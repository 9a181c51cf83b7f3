use rand::Rng;
use rayon::prelude::*;

use super::{Automaton, BoundedGrid, CellState, LifeRule, RandomSeeder, count_alive_neighbors};
use crate::error::{GridError, RuleError, SeedError};

/// Life-like engine over a bounded grid.
///
/// Each generation reads a frozen snapshot and decides every cell from it,
/// so cells updated earlier in the scan never influence later ones.
pub struct ConwayEngine {
    grid: BoundedGrid,
    rule: LifeRule,
    parallel: bool,
}

impl ConwayEngine {
    /// Create an empty engine running B3/S23
    pub fn new(width: usize, height: usize) -> Result<Self, GridError> {
        Ok(Self {
            grid: BoundedGrid::new(width, height)?,
            rule: LifeRule::default(),
            parallel: false,
        })
    }

    /// Set the starting rule (builder pattern)
    pub fn with_rule(mut self, rule: LifeRule) -> Self {
        self.rule = rule;
        self
    }

    /// Evaluate generations with rayon (builder pattern)
    pub fn with_parallel(mut self, parallel: bool) -> Self {
        self.parallel = parallel;
        self
    }

    pub fn rule(&self) -> LifeRule {
        self.rule
    }

    pub fn grid(&self) -> &BoundedGrid {
        &self.grid
    }

    /// Replace the birth and survival sets. On error the previous rule
    /// stays in effect.
    pub fn configure(&mut self, birth: &[u8], survive: &[u8]) -> Result<(), RuleError> {
        self.apply_rule(LifeRule::from_counts(birth, survive), || {
            format!("birth={birth:?} survive={survive:?}")
        })
    }

    /// Same as `configure` for text input: comma separated lists (`"3"`,
    /// `"2,3"`), or full `B3/S23` notation in `birth` with `survive` ignored.
    pub fn configure_text(&mut self, birth: &str, survive: &str) -> Result<(), RuleError> {
        let parsed = if birth.contains('/') {
            birth.parse::<LifeRule>()
        } else {
            LifeRule::parse_lists(birth, survive)
        };
        self.apply_rule(parsed, || format!("birth={birth:?} survive={survive:?}"))
    }

    fn apply_rule(
        &mut self,
        parsed: Result<LifeRule, RuleError>,
        input: impl FnOnce() -> String,
    ) -> Result<(), RuleError> {
        match parsed {
            Ok(rule) => {
                self.set_rule(rule);
                Ok(())
            }
            Err(err) => {
                log::warn!("Rejected rule {}: {err}", input());
                Err(err)
            }
        }
    }

    /// Install an already validated rule; takes effect on the next advance
    pub fn set_rule(&mut self, rule: LifeRule) {
        log::debug!("Rule changed from {} to {}", self.rule, rule);
        self.rule = rule;
    }

    pub fn place_cell(&mut self, x: i32, y: i32) {
        self.grid.set(x, y);
    }

    pub fn erase_cell(&mut self, x: i32, y: i32) {
        self.grid.clear_cell(x, y);
    }

    pub fn clear(&mut self) {
        self.grid.clear_all();
    }

    /// Clear and scatter live cells over roughly `fraction` of the grid
    pub fn randomize(&mut self, fraction: f64) -> Result<usize, SeedError> {
        self.randomize_with(fraction, &mut rand::rng())
    }

    /// Same as `randomize` with a caller-provided generator
    pub fn randomize_with<R: Rng>(&mut self, fraction: f64, rng: &mut R) -> Result<usize, SeedError> {
        let draws = RandomSeeder::new(rng).seed(&mut self.grid, fraction)?;
        log::debug!(
            "Randomized at {:.0}%: {} draws, {} alive",
            fraction * 100.0,
            draws,
            self.grid.alive_count()
        );
        Ok(draws)
    }

    /// Compute the next generation
    pub fn advance(&mut self) {
        if self.parallel {
            self.advance_parallel();
        } else {
            self.advance_serial();
        }
    }

    fn advance_serial(&mut self) {
        let snapshot = self.grid.snapshot();
        let (width, height) = snapshot.dimensions();

        for y in 0..height as i32 {
            for x in 0..width as i32 {
                let Some(current) = snapshot.get(x, y) else {
                    continue;
                };
                let neighbors = count_alive_neighbors(&snapshot, x, y);
                let next = self.rule.evolve(current, neighbors);
                if next != current {
                    self.grid.write(x, y, next);
                }
            }
        }
    }

    /// Decision pass over the snapshot in parallel, then one bulk write
    fn advance_parallel(&mut self) {
        let snapshot = self.grid.snapshot();
        let (width, _) = snapshot.dimensions();
        let rule = self.rule;

        let next: Vec<CellState> = snapshot
            .cells()
            .par_iter()
            .enumerate()
            .map(|(idx, &current)| {
                let x = (idx % width) as i32;
                let y = (idx / width) as i32;
                rule.evolve(current, count_alive_neighbors(&snapshot, x, y))
            })
            .collect();

        self.grid.replace_cells(next);
    }
}

impl Automaton for ConwayEngine {
    fn name(&self) -> &'static str {
        "Conway's Game of Life"
    }

    fn dimensions(&self) -> (usize, usize) {
        self.grid.dimensions()
    }

    fn cell_state(&self, x: i32, y: i32) -> Option<CellState> {
        self.grid.get(x, y)
    }

    fn population(&self) -> usize {
        self.grid.alive_count()
    }

    fn advance(&mut self) {
        ConwayEngine::advance(self);
    }

    fn clear(&mut self) {
        ConwayEngine::clear(self);
    }
}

--------------------------------

Write the whole listing out again exactly.

■ Exercise solution ■
repository 9a181c51cf83b7f3
use rand::Rng;
use rayon::prelude::*;

use super::{Automaton, BoundedGrid, CellState, LifeRule, RandomSeeder, count_alive_neighbors};
use crate::error::{GridError, RuleError, SeedError};

/// Life-like engine over a bounded grid.
///
/// Each generation reads a frozen snapshot and decides every cell from it,
/// so cells updated earlier in the scan never influence later ones.
pub struct ConwayEngine {
    grid: BoundedGrid,
    rule: LifeRule,
    parallel: bool,
}

impl ConwayEngine {
    /// Create an empty engine running B3/S23
    pub fn new(width: usize, height: usize) -> Result<Self, GridError> {
        Ok(Self {
            grid: BoundedGrid::new(width, height)?,
            rule: LifeRule::default(),
            parallel: false,
        })
    }

    /// Set the starting rule (builder pattern)
    pub fn with_rule(mut self, rule: LifeRule) -> Self {
        self.rule = rule;
        self
    }

    /// Evaluate generations with rayon (builder pattern)
    pub fn with_parallel(mut self, parallel: bool) -> Self {
        self.parallel = parallel;
        self
    }

    pub fn rule(&self) -> LifeRule {
        self.rule
    }

    pub fn grid(&self) -> &BoundedGrid {
        &self.grid
    }

    /// Replace the birth and survival sets. On error the previous rule
    /// stays in effect.
    pub fn configure(&mut self, birth: &[u8], survive: &[u8]) -> Result<(), RuleError> {
        self.apply_rule(LifeRule::from_counts(birth, survive), || {
            format!("birth={birth:?} survive={survive:?}")
        })
    }

    /// Same as `configure` for text input: comma separated lists (`"3"`,
    /// `"2,3"`), or full `B3/S23` notation in `birth` with `survive` ignored.
    pub fn configure_text(&mut self, birth: &str, survive: &str) -> Result<(), RuleError> {
        let parsed = if birth.contains('/') {
            birth.parse::<LifeRule>()
        } else {
            LifeRule::parse_lists(birth, survive)
        };
        self.apply_rule(parsed, || format!("birth={birth:?} survive={survive:?}"))
    }

    fn apply_rule(
        &mut self,
        parsed: Result<LifeRule, RuleError>,
        input: impl FnOnce() -> String,
    ) -> Result<(), RuleError> {
        match parsed {
            Ok(rule) => {
                self.set_rule(rule);
                Ok(())
            }
            Err(err) => {
                log::warn!("Rejected rule {}: {err}", input());
                Err(err)
            }
        }
    }

    /// Install an already validated rule; takes effect on the next advance
    pub fn set_rule(&mut self, rule: LifeRule) {
        log::debug!("Rule changed from {} to {}", self.rule, rule);
        self.rule = rule;
    }

    pub fn place_cell(&mut self, x: i32, y: i32) {
        self.grid.set(x, y);
    }

    pub fn erase_cell(&mut self, x: i32, y: i32) {
        self.grid.clear_cell(x, y);
    }

    pub fn clear(&mut self) {
        self.grid.clear_all();
    }

    /// Clear and scatter live cells over roughly `fraction` of the grid
    pub fn randomize(&mut self, fraction: f64) -> Result<usize, SeedError> {
        self.randomize_with(fraction, &mut rand::rng())
    }

    /// Same as `randomize` with a caller-provided generator
    pub fn randomize_with<R: Rng>(&mut self, fraction: f64, rng: &mut R) -> Result<usize, SeedError> {
        let draws = RandomSeeder::new(rng).seed(&mut self.grid, fraction)?;
        log::debug!(
            "Randomized at {:.0}%: {} draws, {} alive",
            fraction * 100.0,
            draws,
            self.grid.alive_count()
        );
        Ok(draws)
    }

    /// Compute the next generation
    pub fn advance(&mut self) {
        if self.parallel {
            self.advance_parallel();
        } else {
            self.advance_serial();
        }
    }

    fn advance_serial(&mut self) {
        let snapshot = self.grid.snapshot();
        let (width, height) = snapshot.dimensions();

        for y in 0..height as i32 {
            for x in 0..width as i32 {
                let Some(current) = snapshot.get(x, y) else {
                    continue;
                };
                let neighbors = count_alive_neighbors(&snapshot, x, y);
                let next = self.rule.evolve(current, neighbors);
                if next != current {
                    self.grid.write(x, y, next);
                }
            }
        }
    }

    /// Decision pass over the snapshot in parallel, then one bulk write
    fn advance_parallel(&mut self) {
        let snapshot = self.grid.snapshot();
        let (width, _) = snapshot.dimensions();
        let rule = self.rule;

        let next: Vec<CellState> = snapshot
            .cells()
            .par_iter()
            .enumerate()
            .map(|(idx, &current)| {
                let x = (idx % width) as i32;
                let y = (idx / width) as i32;
                rule.evolve(current, count_alive_neighbors(&snapshot, x, y))
            })
            .collect();

        self.grid.replace_cells(next);
    }
}

impl Automaton for ConwayEngine {
    fn name(&self) -> &'static str {
        "Conway's Game of Life"
    }

    fn dimensions(&self) -> (usize, usize) {
        self.grid.dimensions()
    }

    fn cell_state(&self, x: i32, y: i32) -> Option<CellState> {
        self.grid.get(x, y)
    }

    fn population(&self) -> usize {
        self.grid.alive_count()
    }

    fn advance(&mut self) {
        ConwayEngine::advance(self);
    }

    fn clear(&mut self) {
        ConwayEngine::clear(self);
    }
}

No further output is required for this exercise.